Creating a functional material that can address thermophysiological comfort—maintaining thermal regulation by the exchange of heat and moisture from the skin to the environment—has long been a goal of activewear companies, explained Dr. Farzan Gholamreza, lead author and coordinator of UBCO’s Cluster of Research Excellence in Comfort Enhancing Technologies.
“Over the past few decades, significant advances have been made in the sportswear industry to develop athletic apparel that has numerous characteristics to enhance comfort,” Dr. Gholamreza added. “Our latest research seeks to identify some key fabric properties that will bolster human comfort levels in active wear.”

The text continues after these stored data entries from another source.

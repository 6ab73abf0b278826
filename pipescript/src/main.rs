use std::fs;
use std::io::Write;
use std::path::Path;
use std::process::{Command, Stdio};

use clap::{Parser, Subcommand};

use pipescript::backends::BackendType;
use pipescript::error::CompileError;
use pipescript::parser;
use pipescript::Node;

#[derive(Parser)]
#[command(name = "pipescript")]
#[command(about = "Compiles pipescript sources to JavaScript", version)]
struct Cli {
    #[command(subcommand)]
    command: Commands,
}

#[derive(Subcommand)]
enum Commands {
    /// Compile a source file for the selected target
    Compile {
        /// Source file
        input: String,

        /// Target language
        #[arg(short, long, default_value = "javascript")]
        target: String,

        /// Output file, defaults to the input path with the target's extension
        #[arg(short, long)]
        output: Option<String>,

        /// Print the token stream
        #[arg(long)]
        show_tokens: bool,

        /// Print the AST
        #[arg(long)]
        show_ast: bool,
    },

    /// Print the token stream of a source file
    Tokens {
        /// Source file
        input: String,

        /// Print tokens as JSON
        #[arg(long)]
        json: bool,
    },

    /// Parse a source file and print the AST without generating code
    Parse {
        /// Source file
        input: String,

        /// Print the AST as JSON
        #[arg(long)]
        json: bool,
    },

    /// Compile a source file to JavaScript and run it in a host runtime
    Run {
        /// Source file
        input: String,

        /// Runtime that reads the program from stdin
        #[arg(long, default_value = "node")]
        runtime: String,
    },

    /// List supported targets
    Targets,
}

fn main() {
    let cli = Cli::parse();

    if let Err(e) = run(cli) {
        eprintln!("Error: {}", e);
        std::process::exit(1);
    }
}

fn run(cli: Cli) -> Result<(), CompileError> {
    match cli.command {
        Commands::Compile { input, target, output, show_tokens, show_ast } => {
            let backend_type = BackendType::select(&target)?;
            println!("Compiling {} for {}...", input, target);

            let source = fs::read_to_string(&input)?;
            let tokens = pipescript::tokenize(&source)?;
            if show_tokens {
                println!("=== TOKENS ===");
                for token in &tokens {
                    println!("{:?}", token);
                }
            }

            let program = pipescript::parse_tokens(&tokens)?;
            if show_ast {
                println!("=== AST ===");
                println!("{:#?}", program);
            }

            let mut backend = backend_type.create();
            let code = backend.generate(&Node::Program(program))?;

            let output_path = match output {
                Some(path) => path,
                None => Path::new(&input)
                    .with_extension(backend_type.extension())
                    .to_string_lossy()
                    .into_owned(),
            };
            fs::write(&output_path, &code)?;
            println!("Compiled to: {}", output_path);
            println!("=== OUTPUT ===");
            println!("{}", code);
        }
        Commands::Tokens { input, json } => {
            let source = fs::read_to_string(&input)?;
            let tokens = pipescript::tokenize(&source)?;

            if json {
                println!("{}", to_json(&tokens)?);
            } else {
                for token in &tokens {
                    println!("{:?}", token);
                }
            }
        }
        Commands::Parse { input, json } => {
            println!("Parsing {}...", input);

            let source = fs::read_to_string(&input)?;
            println!("=== SOURCE ===");
            println!("{}", source);

            println!("=== TOKENS ===");
            let tokens = pipescript::tokenize(&source)?;
            for token in &tokens {
                println!("{:?}", token);
            }

            println!("=== AST ===");
            let program = parser::parse(&source)?;
            if json {
                println!("{}", to_json(&program)?);
            } else {
                println!("{:#?}", program);
            }
        }
        Commands::Run { input, runtime } => {
            let source = fs::read_to_string(&input)?;
            let code = pipescript::compile(&source)?;
            execute(&runtime, &code)?;
        }
        Commands::Targets => {
            println!("Supported targets:");
            for backend in BackendType::all() {
                println!("  {:12} - {}", backend.name(), backend.description());
            }
        }
    }

    Ok(())
}

fn to_json<T: serde::Serialize>(value: &T) -> Result<String, CompileError> {
    Ok(serde_json::to_string_pretty(value)?)
}

/// Pipes the generated program into `runtime`'s stdin and waits for it.
fn execute(runtime: &str, code: &str) -> Result<(), CompileError> {
    let mut child = Command::new(runtime).stdin(Stdio::piped()).spawn()?;

    if let Some(mut stdin) = child.stdin.take() {
        stdin.write_all(code.as_bytes())?;
    }

    let status = child.wait()?;
    if !status.success() {
        return Err(CompileError::Runtime {
            message: format!("{} exited with {}", runtime, status),
        });
    }
    Ok(())
}
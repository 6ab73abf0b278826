//! pipescript compiles a small expression/statement language to JavaScript.
//!
//! ```text
//! Source → tokenize → Tokens → parse_tokens → Program → generate → JavaScript
//! ```
//!
//! The language has `def` definitions, `>>` assignment, `->` pipes
//! (`a -> f` is `f(a)`), `.` member access, `{ }` blocks and `#` / `#$ $#`
//! comments. Every stage fails fast with a typed error; nothing is recovered.

pub mod backends;
pub mod error;
pub mod ir;
pub mod parser;
pub mod span;

pub use backends::generate;
pub use error::{CompileError, GenerationError, LexicalError, SyntaxError};
pub use ir::ast::{Node, Program};
pub use parser::lexer::tokenize;
pub use parser::parser::parse_tokens;
pub use parser::token::{Token, TokenKind};

/// Runs the whole pipeline on `source` and returns the generated JavaScript.
pub fn compile(source: &str) -> Result<String, CompileError> {
    let program = parser::parse(source)?;
    backends::javascript::JavaScriptBackend::new().generate_program(&program)
}
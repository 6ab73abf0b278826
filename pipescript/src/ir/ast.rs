use serde::Serialize;

use crate::parser::token::Operator;

#[derive(Debug, Clone, PartialEq, Default, Serialize)]
pub struct Program {
    pub statements: Vec<Node>,
}

/// Body of a `{ ... }` pair, parsed as an independent program.
#[derive(Debug, Clone, PartialEq, Default, Serialize)]
pub struct Block {
    pub statements: Vec<Node>,
}

#[derive(Debug, Clone, PartialEq, Serialize)]
pub struct Identifier {
    pub name: String,
}

impl Identifier {
    pub fn new(name: impl Into<String>) -> Self {
        Self { name: name.into() }
    }
}

#[derive(Debug, Clone, PartialEq, Serialize)]
pub struct Branch {
    pub condition: Node,
    pub block: Block,
}

#[derive(Debug, Clone, PartialEq, Serialize)]
pub enum Node {
    Program(Program),
    Block(Block),
    /// 1 + 2, a == b
    BinaryExpression {
        left: Box<Node>,
        operator: BinaryOperator,
        right: Box<Node>,
    },
    /// -a, !flag
    UnaryExpression {
        operator: UnaryOperator,
        operand: Box<Node>,
    },
    /// a >> 1
    Assignment {
        target: Box<Node>,
        value: Box<Node>,
    },
    /// def a. The name is attached when the identifier after `def` is read.
    Definition {
        identifier: Option<Identifier>,
    },
    Identifier(Identifier),
    /// Raw digits, at most one decimal point.
    NumberLiteral(String),
    StringLiteral(String),
    BooleanLiteral(bool),
    /// a.b.c, built as Dot(Dot(a, b), c). Parent is an Identifier or a Dot.
    Dot {
        parent: Option<Box<Node>>,
        child: Option<Identifier>,
    },
    /// a -> f calls f(a); a bare `-> f` calls f().
    Pipe {
        left: Option<Box<Node>>,
        right: Box<Node>,
    },
    /// Conditional chain. Reserved: the parser never builds it.
    Judgement {
        branches: Vec<Branch>,
        default: Option<Block>,
    },
}

impl Node {
    pub fn identifier(name: impl Into<String>) -> Self {
        Self::Identifier(Identifier::new(name))
    }

    pub fn kind(&self) -> &'static str {
        match self {
            Self::Program(_) => "Program",
            Self::Block(_) => "Block",
            Self::BinaryExpression { .. } => "BinaryExpression",
            Self::UnaryExpression { .. } => "UnaryExpression",
            Self::Assignment { .. } => "Assignment",
            Self::Definition { .. } => "Definition",
            Self::Identifier(_) => "Identifier",
            Self::NumberLiteral(_) => "NumberLiteral",
            Self::StringLiteral(_) => "StringLiteral",
            Self::BooleanLiteral(_) => "BooleanLiteral",
            Self::Dot { .. } => "Dot",
            Self::Pipe { .. } => "Pipe",
            Self::Judgement { .. } => "Judgement",
        }
    }
}

impl From<Program> for Node {
    fn from(program: Program) -> Self {
        Self::Program(program)
    }
}

#[derive(Debug, Clone, Copy, PartialEq, Eq, Serialize)]
pub enum BinaryOperator {
    Add,      // +
    Subtract, // -
    Multiply, // *
    Divide,   // /
    Greater,  // >
    Less,     // <
    Equal,    // ==
    Assign,   // >>
}

impl TryFrom<Operator> for BinaryOperator {
    type Error = Operator;

    fn try_from(op: Operator) -> Result<Self, Self::Error> {
        match op {
            Operator::Plus => Ok(Self::Add),
            Operator::Minus => Ok(Self::Subtract),
            Operator::Multiply => Ok(Self::Multiply),
            Operator::Divide => Ok(Self::Divide),
            Operator::Greater => Ok(Self::Greater),
            Operator::Less => Ok(Self::Less),
            Operator::Equal => Ok(Self::Equal),
            Operator::Assign => Ok(Self::Assign),
            other => Err(other),
        }
    }
}

#[derive(Debug, Clone, Copy, PartialEq, Eq, Serialize)]
pub enum UnaryOperator {
    Positive, // +
    Negative, // -
    Not,      // !
}

impl TryFrom<Operator> for UnaryOperator {
    type Error = Operator;

    fn try_from(op: Operator) -> Result<Self, Self::Error> {
        match op {
            Operator::Plus => Ok(Self::Positive),
            Operator::Minus => Ok(Self::Negative),
            Operator::Not => Ok(Self::Not),
            other => Err(other),
        }
    }
}

impl UnaryOperator {
    pub fn symbol(&self) -> &'static str {
        match self {
            Self::Positive => "+",
            Self::Negative => "-",
            Self::Not => "!",
        }
    }
}
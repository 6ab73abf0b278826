use serde::Serialize;

use crate::span::Span;

#[derive(Debug, Clone, Copy, PartialEq, Eq, Serialize)]
pub enum TokenKind {
    Number,
    String,
    Boolean,
    Identifier,
    Keyword,
    Operator,
    Separator,
    EndOfFile,
}

#[derive(Debug, Clone, PartialEq, Serialize)]
pub struct Token {
    pub kind: TokenKind,
    /// Raw lexeme; quotes are stripped for strings and it is empty for `EndOfFile`.
    pub text: String,
    pub span: Span,
}

impl Token {
    pub fn new(kind: TokenKind, text: impl Into<String>) -> Self {
        Self::with_span(kind, text, Span::default())
    }

    pub fn with_span(kind: TokenKind, text: impl Into<String>, span: Span) -> Self {
        Self {
            kind,
            text: text.into(),
            span,
        }
    }

    pub fn eof(span: Span) -> Self {
        Self::with_span(TokenKind::EndOfFile, "", span)
    }

    pub fn operator(&self) -> Option<Operator> {
        match self.kind {
            TokenKind::Operator => Operator::from_symbol(&self.text),
            _ => None,
        }
    }

    pub fn separator(&self) -> Option<Separator> {
        match self.kind {
            TokenKind::Separator => Separator::from_symbol(&self.text),
            _ => None,
        }
    }

    /// Literal and identifier tokens end an operand, so a following `+`/`-` is binary.
    pub fn ends_operand(&self) -> bool {
        matches!(
            self.kind,
            TokenKind::Number | TokenKind::String | TokenKind::Boolean | TokenKind::Identifier
        )
    }
}

pub const DEFINITION_KEYWORD: &str = "def";
pub const KEYWORDS: &[&str] = &[DEFINITION_KEYWORD];

#[derive(Debug, Clone, Copy, PartialEq, Eq, Serialize)]
pub enum Operator {
    Plus,     // +
    Minus,    // -
    Multiply, // *
    Divide,   // /
    Greater,  // >
    Less,     // <
    Equal,    // ==
    Assign,   // >>
    Pipe,     // ->
    Dot,      // .
    Not,      // !
}

impl Operator {
    pub fn from_symbol(symbol: &str) -> Option<Self> {
        let op = match symbol {
            "+" => Self::Plus,
            "-" => Self::Minus,
            "*" => Self::Multiply,
            "/" => Self::Divide,
            ">" => Self::Greater,
            "<" => Self::Less,
            "==" => Self::Equal,
            ">>" => Self::Assign,
            "->" => Self::Pipe,
            "." => Self::Dot,
            "!" => Self::Not,
            _ => return None,
        };
        Some(op)
    }

    pub fn symbol(&self) -> &'static str {
        match self {
            Self::Plus => "+",
            Self::Minus => "-",
            Self::Multiply => "*",
            Self::Divide => "/",
            Self::Greater => ">",
            Self::Less => "<",
            Self::Equal => "==",
            Self::Assign => ">>",
            Self::Pipe => "->",
            Self::Dot => ".",
            Self::Not => "!",
        }
    }

    pub fn is_unary(&self) -> bool {
        matches!(self, Self::Plus | Self::Minus | Self::Not)
    }

    pub fn is_binary(&self) -> bool {
        matches!(
            self,
            Self::Plus
                | Self::Minus
                | Self::Multiply
                | Self::Divide
                | Self::Greater
                | Self::Less
                | Self::Equal
                | Self::Assign
        )
    }

    /// Binding strength on the operator stack, lower binds looser.
    ///
    /// Relational operators bind tighter than arithmetic ones: `1 + 2 > 3`
    /// groups as `1 + (2 > 3)`. Pipe sits above everything so any binary
    /// operator that follows reduces it first.
    pub fn precedence(&self) -> Option<u8> {
        match self {
            Self::Assign => Some(1),
            Self::Equal => Some(2),
            Self::Plus | Self::Minus => Some(3),
            Self::Multiply | Self::Divide => Some(4),
            Self::Greater | Self::Less => Some(5),
            Self::Pipe => Some(6),
            Self::Dot | Self::Not => None,
        }
    }
}

#[derive(Debug, Clone, Copy, PartialEq, Eq, Serialize)]
pub enum Separator {
    Comma,      // ,
    Colon,      // :
    Semicolon,  // ;
    LParen,     // (
    RParen,     // )
    LBrace,     // {
    RBrace,     // }
}

impl Separator {
    pub fn from_symbol(symbol: &str) -> Option<Self> {
        let sep = match symbol {
            "," => Self::Comma,
            ":" => Self::Colon,
            ";" => Self::Semicolon,
            "(" => Self::LParen,
            ")" => Self::RParen,
            "{" => Self::LBrace,
            "}" => Self::RBrace,
            _ => return None,
        };
        Some(sep)
    }
}
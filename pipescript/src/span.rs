use std::fmt;

use serde::Serialize;

/// Position of a lexeme in the source. `start`/`end` are char offsets, not byte offsets.
#[derive(Debug, Clone, Copy, PartialEq, Eq, Serialize)]
pub struct Span {
    pub line: usize,
    pub column: usize,
    pub start: usize,
    pub end: usize,
}

impl Span {
    pub fn new(line: usize, column: usize, start: usize, end: usize) -> Self {
        Self { line, column, start, end }
    }
}

impl Default for Span {
    fn default() -> Self {
        Self {
            line: 1,
            column: 1,
            start: 0,
            end: 0,
        }
    }
}

impl fmt::Display for Span {
    fn fmt(&self, f: &mut fmt::Formatter<'_>) -> fmt::Result {
        write!(f, "line {}, column {}", self.line, self.column)
    }
}
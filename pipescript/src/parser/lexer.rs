use crate::error::LexicalError;
use crate::span::Span;

use super::token::{KEYWORDS, Operator, Separator, Token, TokenKind};

pub fn tokenize(source: &str) -> Result<Vec<Token>, LexicalError> {
    Lexer::new(source).run()
}

struct Lexer {
    chars: Vec<char>,
    position: usize,
    line: usize,
    column: usize,
    tokens: Vec<Token>,
}

impl Lexer {
    fn new(source: &str) -> Self {
        Self {
            chars: source.chars().collect(),
            position: 0,
            line: 1,
            column: 1,
            tokens: Vec::new(),
        }
    }

    fn run(mut self) -> Result<Vec<Token>, LexicalError> {
        loop {
            self.skip_trivia()?;
            let Some(ch) = self.peek() else { break };
            let start = self.mark();

            match ch {
                '0'..='9' => self.number(start)?,
                '.' if self.previous_is_identifier() => {
                    self.advance();
                    self.push(TokenKind::Operator, ".", start);
                }
                '.' if self.lookahead(1).is_some_and(|c| c.is_ascii_digit()) => {
                    self.number(start)?
                }
                '"' => self.string(start)?,
                c if is_word_start(c) => self.word(start),
                c if is_symbol(c) => self.symbol(start)?,
                _ => {
                    return Err(LexicalError::UnexpectedCharacter {
                        ch,
                        span: self.span_from(start),
                    });
                }
            }
        }

        let end = self.mark();
        self.tokens.push(Token::eof(self.span_from(end)));
        Ok(self.tokens)
    }

    /// Whitespace, `# line` comments and `#$ block $#` comments.
    fn skip_trivia(&mut self) -> Result<(), LexicalError> {
        while let Some(ch) = self.peek() {
            match ch {
                ' ' | '\t' | '\n' | '\r' => {
                    self.advance();
                }
                '#' if self.lookahead(1) == Some('$') => {
                    let start = self.mark();
                    self.advance();
                    self.advance();
                    loop {
                        match self.advance() {
                            Some('$') if self.peek() == Some('#') => {
                                self.advance();
                                break;
                            }
                            Some(_) => {}
                            None => {
                                return Err(LexicalError::UnterminatedComment {
                                    span: self.span_from(start),
                                });
                            }
                        }
                    }
                }
                '#' => {
                    while let Some(ch) = self.peek() {
                        if ch == '\n' {
                            break;
                        }
                        self.advance();
                    }
                }
                _ => break,
            }
        }
        Ok(())
    }

    fn number(&mut self, start: Mark) -> Result<(), LexicalError> {
        let mut text = String::new();
        let mut seen_point = false;
        let mut second_point = false;

        while let Some(ch) = self.peek() {
            match ch {
                '0'..='9' => {}
                '.' if seen_point => second_point = true,
                '.' => seen_point = true,
                _ => break,
            }
            text.push(ch);
            self.advance();
        }

        if second_point {
            return Err(LexicalError::InvalidNumber {
                text,
                span: self.span_from(start),
            });
        }
        self.push(TokenKind::Number, text, start);
        Ok(())
    }

    fn string(&mut self, start: Mark) -> Result<(), LexicalError> {
        self.advance(); // opening quote
        let mut text = String::new();
        loop {
            match self.advance() {
                Some('"') => break,
                Some(ch) => text.push(ch),
                None => {
                    return Err(LexicalError::UnterminatedString {
                        span: self.span_from(start),
                    });
                }
            }
        }
        self.push(TokenKind::String, text, start);
        Ok(())
    }

    fn word(&mut self, start: Mark) {
        let mut word = String::new();
        while let Some(ch) = self.peek() {
            if !is_word_continue(ch) {
                break;
            }
            word.push(ch);
            self.advance();
        }

        let kind = match word.as_str() {
            "true" | "false" => TokenKind::Boolean,
            w if KEYWORDS.contains(&w) => TokenKind::Keyword,
            _ => TokenKind::Identifier,
        };
        self.push(kind, word, start);
    }

    /// Greedy run of symbol characters; a brace always stands alone.
    fn symbol(&mut self, start: Mark) -> Result<(), LexicalError> {
        let mut text = String::new();
        while let Some(ch) = self.peek() {
            if !is_symbol(ch) {
                break;
            }
            if is_brace(ch) {
                if text.is_empty() {
                    text.push(ch);
                    self.advance();
                }
                break;
            }
            text.push(ch);
            self.advance();
        }

        let kind = if Separator::from_symbol(&text).is_some() {
            TokenKind::Separator
        } else if Operator::from_symbol(&text).is_some() {
            TokenKind::Operator
        } else {
            return Err(LexicalError::UnknownSymbol {
                symbol: text,
                span: self.span_from(start),
            });
        };
        self.push(kind, text, start);
        Ok(())
    }

    // helpers
    fn peek(&self) -> Option<char> {
        self.chars.get(self.position).copied()
    }

    fn lookahead(&self, n: usize) -> Option<char> {
        self.chars.get(self.position + n).copied()
    }

    fn advance(&mut self) -> Option<char> {
        let ch = self.peek()?;
        self.position += 1;
        if ch == '\n' {
            self.line += 1;
            self.column = 1;
        } else {
            self.column += 1;
        }
        Some(ch)
    }

    fn previous_is_identifier(&self) -> bool {
        matches!(self.tokens.last(), Some(token) if token.kind == TokenKind::Identifier)
    }

    fn mark(&self) -> Mark {
        Mark {
            line: self.line,
            column: self.column,
            position: self.position,
        }
    }

    fn span_from(&self, start: Mark) -> Span {
        Span::new(start.line, start.column, start.position, self.position)
    }

    fn push(&mut self, kind: TokenKind, text: impl Into<String>, start: Mark) {
        let span = self.span_from(start);
        self.tokens.push(Token::with_span(kind, text, span));
    }
}

#[derive(Debug, Clone, Copy)]
struct Mark {
    line: usize,
    column: usize,
    position: usize,
}

fn is_word_start(ch: char) -> bool {
    ch.is_ascii_alphabetic() || ch == '_' || ch == '$'
}

fn is_word_continue(ch: char) -> bool {
    ch.is_ascii_alphanumeric() || ch == '_' || ch == '$'
}

fn is_symbol(ch: char) -> bool {
    matches!(
        ch,
        '+' | '-' | '*' | '/' | '=' | '<' | '>' | ';' | '\'' | '(' | ')' | '[' | ']' | '{' | '}'
            | '.' | ',' | ':' | '!'
    )
}

fn is_brace(ch: char) -> bool {
    ch == '{' || ch == '}'
}
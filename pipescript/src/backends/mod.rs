pub mod javascript;

use crate::error::CompileError;
use crate::ir::ast::Node;

pub trait Backend {
    fn generate(&mut self, node: &Node) -> Result<String, CompileError>;
}

#[derive(Debug, Clone, Copy, PartialEq, Eq)]
pub enum BackendType {
    JavaScript,
}

impl BackendType {
    pub fn all() -> Vec<Self> {
        vec![Self::JavaScript]
    }

    pub fn from_name(name: &str) -> Option<Self> {
        Self::all().into_iter().find(|b| b.name() == name)
    }

    /// Like `from_name`, but an unknown name is an error.
    pub fn select(name: &str) -> Result<Self, CompileError> {
        Self::from_name(name).ok_or_else(|| CompileError::UnknownTarget {
            name: name.to_string(),
        })
    }

    pub fn name(&self) -> &'static str {
        match self {
            Self::JavaScript => "javascript",
        }
    }

    pub fn description(&self) -> &'static str {
        match self {
            Self::JavaScript => "JavaScript source text",
        }
    }

    /// Extension used when the output path is derived from the input path.
    pub fn extension(&self) -> &'static str {
        match self {
            Self::JavaScript => "js",
        }
    }

    pub fn create(&self) -> Box<dyn Backend> {
        match self {
            Self::JavaScript => Box::new(javascript::JavaScriptBackend::new()),
        }
    }
}

/// Generates JavaScript for any node, including a whole `Node::Program`.
pub fn generate(node: &Node) -> Result<String, CompileError> {
    javascript::JavaScriptBackend::new().generate(node)
}
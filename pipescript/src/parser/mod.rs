pub mod lexer;
pub mod parser;
pub mod token;

use crate::error::CompileError;
use crate::ir::ast;

/// Source text to AST: tokenize, then parse the whole token sequence.
pub fn parse(source: &str) -> Result<ast::Program, CompileError> {
    let tokens = lexer::tokenize(source)?;
    let program = parser::parse_tokens(&tokens)?;
    Ok(program)
}
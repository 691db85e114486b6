//! # codfis-cli — Tax Code Command-Line Interface
//!
//! Provides the `codfis` command-line interface over `codfis-core`.
//!
//! ## Subcommands
//!
//! - `codfis args` — Read the personal data from positional arguments.
//! - `codfis input` — Prompt for the personal data on stdin.
//!
//! ```bash
//! codfis args Mario Rossi M 17/03/1985 Roma
//! codfis --json input
//! codfis --places comuni.yaml args Anna Bianchi f 01/01/1990 Cuneo
//! ```
//!
//! ## Crate Policy
//!
//! - Argument parsing is separated from business logic.
//! - Handlers take their reader and writer as parameters so they can be
//!   driven from tests.

pub mod generate;
pub mod output;

use std::sync::Arc;

use anyhow::{Context, Result};
use codfis_core::TaxCodeBuilder;
use codfis_registry::RegistryConfig;

/// Build a [`TaxCodeBuilder`] over the place registry `config` selects.
pub fn open_builder(config: &RegistryConfig) -> Result<TaxCodeBuilder> {
    let registry = config.open().context("failed to load place registry")?;
    tracing::debug!(
        origin = registry.origin(),
        places = registry.len(),
        "place registry ready"
    );
    Ok(TaxCodeBuilder::new(Arc::new(registry)))
}
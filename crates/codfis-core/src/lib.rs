//! # codfis-core — Tax Code Encoding Engine
//!
//! Computes the 16-character Italian tax code (codice fiscale) from a
//! person's name, surname, sex, date of birth, and place of birth. Every
//! other crate in the workspace depends on `codfis-core`; it depends on
//! nothing internal.
//!
//! ## Pipeline
//!
//! ```text
//! surname ──► name::encode_name(Surname)   ─┐
//! name    ──► name::encode_name(GivenName) ─┤
//! dob+sex ──► date::encode_date            ─┼─► body (15) ──► checksum ──► TaxCode (16)
//! place   ──► PlaceResolver::resolve       ─┘
//! ```
//!
//! ## Key Design Principles
//!
//! 1. **Pure encoders.** Name, date, and checksum encoding are pure functions
//!    over `const` tables. The only fallible collaborator is the place lookup.
//!
//! 2. **Injectable place lookup.** The reference dataset lives outside this
//!    crate. [`TaxCodeBuilder`] takes an `Arc<dyn PlaceResolver>` so the engine
//!    can be driven by [`StaticPlaceResolver`] in tests and by a file-backed
//!    registry in production.
//!
//! 3. **Newtypes for outputs.** [`TaxCode`] and [`PlaceCode`] are validated at
//!    construction; there is no way to hold a malformed one.
//!
//! ## Crate Policy
//!
//! - No dependencies on other `codfis-*` crates (this is the leaf of the DAG).
//! - No `unsafe` code.
//! - No `panic!()` or `.unwrap()` outside tests.

pub mod alphabet;
pub mod builder;
pub mod checksum;
pub mod date;
pub mod error;
pub mod identity;
pub mod name;
pub mod person;
pub mod place;

// Re-export primary types for ergonomic imports.
pub use alphabet::{even_value, odd_value, ALPHABET_SIZE, ODD_VALUES};
pub use builder::TaxCodeBuilder;
pub use checksum::{control_character, BODY_LENGTH};
pub use date::{encode_date, MONTHS};
pub use error::{CodfisError, InputError, ValidationError};
pub use identity::{PlaceCode, TaxCode};
pub use name::{encode_name, NameRole};
pub use person::{PersonalData, Sex};
pub use place::{place_key, PlaceResolver, StaticPlaceResolver};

Dr. Gholamreza and a team of researchers at the UBC Materials and Manufacturing Research Institute, along with researchers from the University of Alberta, University of Toronto and the Swiss Federal Laboratories for Materials Science and Technology, are investigating better ways to analyze how fabric systems react to body heat and moisture.
“Understanding how a material responds to the heat generated by the body is a vital component to developing fabrics that transfer sweat to the environment and cool the body,” said Dr. Abbas Milani, Professor of Mechanical Engineering and UBCO Principal’s Research Chair in Sustainable and Smart Manufacturing.
A physically active person generates heat that needs to be dissipated into the environment to maintain thermal balance. Perspiration also protects against overheating by dissipating heat from the skin through evaporation.
Failure to dissipate heat and moisture from the body may result in heat stress or heat exhaustion which can affect health and performance.
To take this research to the next level, testing devices such as sweating hot plates, cylinders and thermal manikins have been developed. Compared to human wear trials, these devices save time and money to calculate the thermophysiological comfort of textiles since the work is done in the lab, not on people.
With the help of a “sweating torso” UBCO researchers developed a numerical model to accurately measure heat and moisture transfer between the fabric and the user. This formula provides a basis to better understand how a fabric’s properties, environmental conditions and physiological parameters can work together to enhance overall comfort levels.
“Mathematical models combined with the simulation of the sweating torso have demonstrated that the model could help predict the comfort properties of fabrics including initial cooling, sustained cooling, cooling delay, moisture uptake and the drying time,” said Dr. Gholamreza. “Overall, the model is a helpful tool that can be widely used to predict how fabric systems protect the comfort of users under moderate to intensive physical activities.”
The research was published in the journal Materials and supported through the UBC Eminence Program.